*** MATERIALS PROVIDED ***

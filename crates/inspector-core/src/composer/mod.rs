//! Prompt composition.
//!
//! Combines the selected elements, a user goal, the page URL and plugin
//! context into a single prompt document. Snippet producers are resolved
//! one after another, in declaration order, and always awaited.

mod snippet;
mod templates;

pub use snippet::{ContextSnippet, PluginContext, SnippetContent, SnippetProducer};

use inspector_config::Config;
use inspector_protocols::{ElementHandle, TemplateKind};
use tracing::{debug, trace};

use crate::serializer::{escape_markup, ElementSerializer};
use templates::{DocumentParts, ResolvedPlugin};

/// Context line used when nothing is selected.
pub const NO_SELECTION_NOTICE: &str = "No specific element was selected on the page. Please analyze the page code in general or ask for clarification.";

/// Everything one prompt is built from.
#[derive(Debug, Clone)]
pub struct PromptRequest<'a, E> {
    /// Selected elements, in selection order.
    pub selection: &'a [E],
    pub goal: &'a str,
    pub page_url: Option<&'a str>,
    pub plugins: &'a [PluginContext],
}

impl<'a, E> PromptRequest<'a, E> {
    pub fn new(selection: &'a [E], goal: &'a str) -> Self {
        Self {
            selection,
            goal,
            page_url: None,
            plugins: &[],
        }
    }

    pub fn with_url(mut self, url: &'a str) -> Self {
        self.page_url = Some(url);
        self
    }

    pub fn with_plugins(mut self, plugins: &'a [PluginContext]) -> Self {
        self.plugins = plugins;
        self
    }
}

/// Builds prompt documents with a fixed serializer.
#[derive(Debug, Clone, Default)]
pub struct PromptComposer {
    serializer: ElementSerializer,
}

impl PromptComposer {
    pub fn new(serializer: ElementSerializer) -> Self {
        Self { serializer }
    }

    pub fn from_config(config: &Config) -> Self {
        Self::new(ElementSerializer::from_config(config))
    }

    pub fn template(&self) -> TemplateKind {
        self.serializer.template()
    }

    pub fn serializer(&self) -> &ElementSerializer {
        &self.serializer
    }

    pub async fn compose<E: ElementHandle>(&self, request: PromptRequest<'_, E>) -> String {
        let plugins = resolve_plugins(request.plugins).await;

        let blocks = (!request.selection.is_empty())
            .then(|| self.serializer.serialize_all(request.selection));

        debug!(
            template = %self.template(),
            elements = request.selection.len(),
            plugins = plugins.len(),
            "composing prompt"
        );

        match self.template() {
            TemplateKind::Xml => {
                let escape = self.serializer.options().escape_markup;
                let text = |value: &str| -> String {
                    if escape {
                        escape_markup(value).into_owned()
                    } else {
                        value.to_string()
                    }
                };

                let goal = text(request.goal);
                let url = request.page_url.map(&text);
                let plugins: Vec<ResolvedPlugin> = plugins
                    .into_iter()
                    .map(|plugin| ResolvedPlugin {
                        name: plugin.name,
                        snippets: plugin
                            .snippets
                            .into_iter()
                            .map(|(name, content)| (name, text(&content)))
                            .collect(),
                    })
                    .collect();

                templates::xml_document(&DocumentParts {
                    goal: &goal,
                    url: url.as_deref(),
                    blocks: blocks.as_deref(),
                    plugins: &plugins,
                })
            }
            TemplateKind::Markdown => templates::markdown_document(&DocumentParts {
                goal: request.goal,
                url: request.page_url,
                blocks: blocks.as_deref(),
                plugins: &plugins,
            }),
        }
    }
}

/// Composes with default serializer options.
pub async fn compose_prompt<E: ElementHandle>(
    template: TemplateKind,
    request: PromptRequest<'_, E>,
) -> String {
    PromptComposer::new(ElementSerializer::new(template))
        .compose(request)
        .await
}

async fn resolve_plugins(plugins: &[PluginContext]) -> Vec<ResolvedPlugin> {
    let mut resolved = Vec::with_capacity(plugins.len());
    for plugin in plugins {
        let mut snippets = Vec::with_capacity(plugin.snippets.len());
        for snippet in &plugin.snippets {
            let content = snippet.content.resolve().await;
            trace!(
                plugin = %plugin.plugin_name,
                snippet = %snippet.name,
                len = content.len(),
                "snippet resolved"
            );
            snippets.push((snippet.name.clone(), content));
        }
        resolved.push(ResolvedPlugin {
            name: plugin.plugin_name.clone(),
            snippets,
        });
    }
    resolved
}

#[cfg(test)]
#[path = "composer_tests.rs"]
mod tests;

*** End of MATERIALS PROVIDED ***

**PROMPT**.
Read through the entries above and copy each line that has the string "templates" in it.

**WRITTEN SOLUTION**.
mod templates;
use templates::{DocumentParts, ResolvedPlugin};
                templates::xml_document(&DocumentParts {
            TemplateKind::Markdown => templates::markdown_document(&DocumentParts {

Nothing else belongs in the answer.